# Problem details
Among the lines below, return each one that contains the word "AssetError".

(Data items)
- - -
#![deny(missing_docs)]
//! Navigation for mark: asset resolution and loading, history, intents and
//! the navigation state machine.

/// Asset resolution, status classes and the fetch seam.
pub mod asset;
/// Cancellation tokens for in-flight requests.
pub mod cancel;
/// Session history.
pub mod history;
/// Click classification.
pub mod intent;
/// Navigation state machine.
pub mod navigator;
/// Site descriptors.
pub mod site;
/// Page view model.
pub mod view;

pub use asset::{
    AssetError, AssetResult, Fetch, FetchError, FetchResponse, StatusClass, UNREACHABLE, load,
    resolve,
};
pub use cancel::Cancellation;
pub use history::{History, MemoryHistory, NavigationState};
pub use intent::{Click, ClickTarget, Intent, Modifiers, classify};
pub use navigator::{Effect, Navigator, Phase, Scroll, Ticket};
pub use site::{Section, Site, SiteDescriptors};
pub use view::{LOADING_TITLE, View};
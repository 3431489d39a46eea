//! What the page shows for the current navigation.

use crate::asset::{AssetError, AssetResult};
use crate::navigator::Phase;

/// Title shown while an asset is pending.
pub const LOADING_TITLE: &str = "Loading…";

/// Page view model.
#[derive(Debug, Clone, PartialEq, Eq)]
pub enum View<'a> {
    /// No result yet.
    Loading,
    /// The markdown source to render.
    Document {
        /// Asset body.
        source: &'a str,
    },
    /// A failed load with its placeholder title.
    Failure {
        /// The failure.
        error: AssetError,
        /// Placeholder title, e.g. `404 Document Not Found`.
        title: String,
    },
}

impl<'a> View<'a> {
    /// Builds the view for a phase and its current result.
    pub fn new(phase: Phase, result: &'a AssetResult) -> Self {
        match phase {
            Phase::Idle | Phase::Loading => View::Loading,
            Phase::Displaying(status) => match AssetError::from_status(status) {
                Some(error) => View::Failure {
                    error,
                    title: error.to_string(),
                },
                None => View::Document {
                    source: result.text.as_deref().unwrap_or_default(),
                },
            },
        }
    }

    /// Placeholder title, `None` when a document is shown.
    pub fn placeholder(&self) -> Option<&str> {
        match self {
            View::Loading => Some(LOADING_TITLE),
            View::Document { .. } => None,
            View::Failure { title, .. } => Some(title),
        }
    }
}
- - -
# Answer to the exercise
    AssetError, AssetResult, Fetch, FetchError, FetchResponse, StatusClass, UNREACHABLE, load,
use crate::asset::{AssetError, AssetResult};
        error: AssetError,
            Phase::Displaying(status) => match AssetError::from_status(status) {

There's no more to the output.